Mas Abdulsattar ainda não estava pronto para jurar lealdade a Bakr al Baghdadi. Então Abu Hamza sorriu e pediu que ele pensasse sobre o assunto. Cerca de uma semana depois, Abdulsattar decidiu fazer o juramento.
Ele falou com gosto a respeito da sua jornada para o EI, desconsiderando as oito horas que ele passou em sua custódia como mais um rito de passagem do que um interrogatório de vida ou morte. Abdulsattar disse que, em última análise, ele foi convencido pelo intelectualismo do EI e a maneira que ele dissemina a religião e luta contra a injustiça”.
Um número considerável de membros do EI que foi entrevistado para este livro, ecoou sentimentos similares – e elogios exagerados – a respeito do exército do terror, que dominou a técnica de desconstruir o psiquismo daqueles que ele quer recrutar, e então reconstruí-lo de novo à sua própria imagem. A referencia de Abdulsattar ao “intelectualismo” pode parecer bizarra, ou mesmo grotesca, a um observador ocidental, mas ele se refere à narrativa ideológica cuidadosamente elaborada do EI, uma mistura potente de hermenêutica, história e política islâmica.
O que ele descreveu não era diferente da imersão moral e intelectual total explanada por comunistas que mais tarde adotaram a sua fé no Marxismo-Leninismo.
– Nós jogamos fora todas as conversões, nosso único guia de orientação é o da lógica consequente; estamos navegando sem um lastro ético – Rubashow de Arthur Koestler se lembra em Darkness at Noon após enfrentar o seu próprio interrogatório por comissários do partido. Minutos mais tarde, Rubashow é executado com um tiro pela própria ditadura a qual ele havia dado sua vida por quarenta anos.
– Quando você ouve os clérigos do al-Dawla – Abdulsattar disse – Você fica chocado que a maioria das nossas sociedades islâmicas afastaram-se da verdadeira religião.
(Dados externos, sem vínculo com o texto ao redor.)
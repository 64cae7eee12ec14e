// ==============================================================================
// suspension_contact.rs — RAYCAST SUSPENSION + CONTACT PATCH KINEMATICS
// ------------------------------------------------------------------------------
// Per wheel, cast a ray from the mount straight down (chassis frame) and build a
// SuspensionContact:
// - geometry:   hit point, ground normal
// - suspension: compression, compression ratio, suspension velocity,
//               normal force from spring + damper
// - kinematics: contact point velocity (linvel + ω×r)
// - wheel basis (forward / side) after applying the steer angle
// - slip velocities (v_long, v_lat) consumed by the tire force pass
//
// Nothing here applies forces; physics.rs owns that.
// Ground normal is assumed flat-up.
// ==============================================================================

use rapier3d::prelude::*;

use crate::vehicle::state::WheelId;

/// Hard cap on a single wheel's support force (N).
pub const MAX_SUSPENSION_FORCE: f32 = 25_000.0;
const RAY_START_CLEARANCE: f32 = 0.02;

/// Static geometry of one raycast wheel, in chassis space.
#[derive(Debug, Clone)]
pub struct WheelMount {
    pub id: WheelId,
    pub offset: Point<Real>,   // chassis local
    pub rest_length: Real,     // suspension neutral length
    pub max_travel: Real,      // max compression
    pub radius: Real,
    pub stiffness: Real,       // N/m
    pub damping: Real,         // N·s/m
}

#[derive(Debug, Clone)]
pub struct SuspensionContact {
    pub wheel_id: WheelId,

    // geometry
    pub hit_point: Point<Real>,
    pub ground_normal: Vector<Real>,

    // suspension state
    pub compression: f32,
    pub compression_ratio: f32,
    pub suspension_vel: f32,
    pub normal_force: f32,

    // kinematics
    pub point_vel: Vector<Real>,

    // wheel basis (world)
    pub forward: Vector<Real>,
    pub side: Vector<Real>, // points left

    // slip velocities
    pub v_long: f32,
    pub v_lat: f32,
}

/// Spring + damper with a small deadzone and soft rebound.
pub(crate) fn compute_suspension_force(
    compression: f32,
    suspension_vel: f32,
    k: f32,
    c: f32,
) -> f32 {
    // Deadzone
    let v = if suspension_vel.abs() < 0.05 { 0.0 } else { suspension_vel };

    // Rebound gets only part of the damping
    let v = if v > 0.0 { v * 0.4 } else { v };

    let spring = k * compression;
    let damper = (-c * v).clamp(-spring * 0.6, spring * 0.6);

    (spring + damper).clamp(0.0, MAX_SUSPENSION_FORCE)
}

/// Wheel forward/side axes in world space. Positive steer turns the wheel to
/// the right, which is a negative rotation about +Y in this frame.
pub fn wheel_basis_world(chassis_rot: &Rotation<Real>, steer_angle: f32) -> (Vector<Real>, Vector<Real>) {
    let steer = Rotation::<Real>::from_axis_angle(&Vector::<Real>::y_axis(), -steer_angle);
    let local = steer * vector![0.0, 0.0, 1.0];
    let forward = chassis_rot * local;
    let side = vector![0.0, 1.0, 0.0].cross(&forward);
    let side = if side.norm() > 1e-6 { side.normalize() } else { chassis_rot * vector![1.0, 0.0, 0.0] };
    (forward, side)
}

#[inline]
pub fn slip_components(point_vel: Vector<Real>, forward: Vector<Real>, side: Vector<Real>) -> (f32, f32) {
    (point_vel.dot(&forward), point_vel.dot(&side))
}

pub fn build_suspension_contact(
    mount: &WheelMount,
    steer_angle: f32,
    body: &RigidBody,
    query: &QueryPipeline,
    bodies: &RigidBodySet,
    colliders: &ColliderSet,
    handle: RigidBodyHandle,
) -> Option<SuspensionContact> {
    let pos = body.position();
    let linvel = *body.linvel();
    let angvel = *body.angvel();
    let com = *body.center_of_mass();

    // ray starts just above the mount: toi = clearance + spring length + radius
    let origin = pos * (mount.offset + vector![0.0, RAY_START_CLEARANCE, 0.0]);
    let dir = pos.rotation * vector![0.0, -1.0, 0.0];
    let ground_n = vector![0.0, 1.0, 0.0];

    let ray = Ray::new(origin, dir);
    let max_dist = RAY_START_CLEARANCE + mount.rest_length + mount.radius;
    let filter = QueryFilter::default().exclude_rigid_body(handle);

    let (_hit, toi) = query.cast_ray(bodies, colliders, &ray, max_dist, true, filter)?;

    let suspension_length = toi - RAY_START_CLEARANCE - mount.radius;
    let compression = (mount.rest_length - suspension_length).clamp(0.0, mount.max_travel);
    if compression <= 0.0 {
        return None;
    }

    let hit_point = origin + dir * toi;
    let r = hit_point.coords - com.coords;
    let point_vel = linvel + angvel.cross(&r);
    let suspension_vel = point_vel.dot(&ground_n);

    let normal_force = compute_suspension_force(compression, suspension_vel, mount.stiffness, mount.damping);

    let (forward, side) = wheel_basis_world(&pos.rotation, steer_angle);
    let (v_long, v_lat) = slip_components(point_vel, forward, side);

    Some(SuspensionContact {
        wheel_id: mount.id,
        hit_point,
        ground_normal: ground_n,
        compression,
        compression_ratio: compression / mount.max_travel.max(1e-3),
        suspension_vel,
        normal_force,
        point_vel,
        forward,
        side,
        v_long,
        v_lat,
    })
}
Eles seguem uma religião que foi inventada há duas décadas, ou menos. A maioria das nossas sociedades que reivindica ser muçulmana, sua religião é cheia de impurezas, 90 por cento delas é bida’a [inovação religiosa]. A idolatria, por exemplo: nós associamos em nossa devoção outras coisas que não Deus, e nem damos conta. Augúrios, por exemplo. Quando ajustamos nossa postura ne frente de outras pessoas dentro de uma mesquita, isto é, riya’ [ostentação].
O EI ofereceu a Abdulsattar algo que ele não conseguia encontrar sob o Assadismo ou Exército Sírio Livre. Ofereceu um Islã “purificado”.
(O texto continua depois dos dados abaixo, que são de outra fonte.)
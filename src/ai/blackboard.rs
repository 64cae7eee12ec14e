//! Per-agent perception / decision memory.

use nalgebra::Point3;
use serde::Serialize;
use uuid::Uuid;

use crate::curve::clamp01;

#[derive(Debug, Clone, PartialEq, Serialize)]
pub struct Blackboard {
    pub target_waypoint: Option<Point3<f32>>,
    pub rival: Option<Uuid>,
    pub cargo: Option<Uuid>,
    pub last_threat_position: Option<Point3<f32>>,

    pub threat_level: f32,    // 0..1
    pub speed_kmh: f32,
    pub fuel_pct: f32,        // 0..1
    pub damage_pct: f32,      // 0..1
    pub motif_intensity: f32, // 0..1

    pub has_cargo: bool,
    pub mission_active: bool,
    pub boss_engaged: bool,
    pub in_stealth_zone: bool,
}

impl Default for Blackboard {
    fn default() -> Self {
        Self {
            target_waypoint: None,
            rival: None,
            cargo: None,
            last_threat_position: None,
            threat_level: 0.0,
            speed_kmh: 0.0,
            fuel_pct: 1.0,
            damage_pct: 0.0,
            motif_intensity: 0.0,
            has_cargo: false,
            mission_active: false,
            boss_engaged: false,
            in_stealth_zone: false,
        }
    }
}

impl Blackboard {
    /// Back to defaults (mission start / respawn).
    pub fn reset(&mut self) {
        *self = Self::default();
    }

    pub fn set_threat_level(&mut self, v: f32) {
        self.threat_level = clamp01(v);
    }

    pub fn set_fuel_pct(&mut self, v: f32) {
        self.fuel_pct = clamp01(v);
    }

    pub fn set_damage_pct(&mut self, v: f32) {
        self.damage_pct = clamp01(v);
    }

    pub fn set_motif_intensity(&mut self, v: f32) {
        self.motif_intensity = clamp01(v);
    }

    pub fn pick_up_cargo(&mut self, cargo: Uuid) {
        self.cargo = Some(cargo);
        self.has_cargo = true;
    }

    pub fn drop_cargo(&mut self) {
        self.cargo = None;
        self.has_cargo = false;
    }
}

#[cfg(test)]
mod tests {
    use super::*;

    #[test]
    fn setters_clamp_fractions() {
        let mut bb = Blackboard::default();
        bb.set_threat_level(3.0);
        bb.set_fuel_pct(-1.0);
        bb.set_damage_pct(f32::NAN);
        bb.set_motif_intensity(0.4);
        assert_eq!(bb.threat_level, 1.0);
        assert_eq!(bb.fuel_pct, 0.0);
        assert_eq!(bb.damage_pct, 0.0);
        assert_eq!(bb.motif_intensity, 0.4);
    }

    #[test]
    fn reset_restores_defaults() {
        let mut bb = Blackboard::default();
        bb.mission_active = true;
        bb.pick_up_cargo(Uuid::new_v4());
        bb.target_waypoint = Some(Point3::new(1.0, 0.0, 2.0));
        bb.reset();
        assert_eq!(bb, Blackboard::default());
    }

    #[test]
    fn cargo_flag_tracks_cargo_id() {
        let mut bb = Blackboard::default();
        let id = Uuid::new_v4();
        bb.pick_up_cargo(id);
        assert!(bb.has_cargo);
        assert_eq!(bb.cargo, Some(id));
        bb.drop_cargo();
        assert!(!bb.has_cargo && bb.cargo.is_none());
    }
}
– Quando você se encontra com um clérigo ou um estrangeiro com o EI, ele senta-se com você por duas horas, vá por mim, você será convencido – ele continuou. – Não sei, eles têm um jeito estranho de persuadir as pessoas. Quando eles controlam uma área, eles impõem a religião á força, você tem que rezar, queira ou não. Nós estávamos todos desatentos à obrigação mais importante no Islã – Jihad. Eles lançam luz sobre a jihad. Toda vez que você vir um vídeo deles, você terá uma sensação estranha que o empurra na direção da jihad.
Mesmo aqueles que vitimizados ou perseguidos pelo EI atestam sobre o “poder de persuasão” do grupo.
Abu Bilal al-Layli era o responsável pelo financiamento do Exército Sírio Livre em sua cidade natal, Albu Layl em deir Ezzor. Quando o EI chegou, ele partiu para Turquia. Os jihadistas queimaram a sua casa eo colocaram em uma lista de procurados. Ele os vê como um bando de bandidos analfabetos que têm uma compreensão distorcida da religião, mas, mesmo assim, ele admira sua capacidade de persuadir jovens e velhos, particularmente aqueles com pouca formação religiosa.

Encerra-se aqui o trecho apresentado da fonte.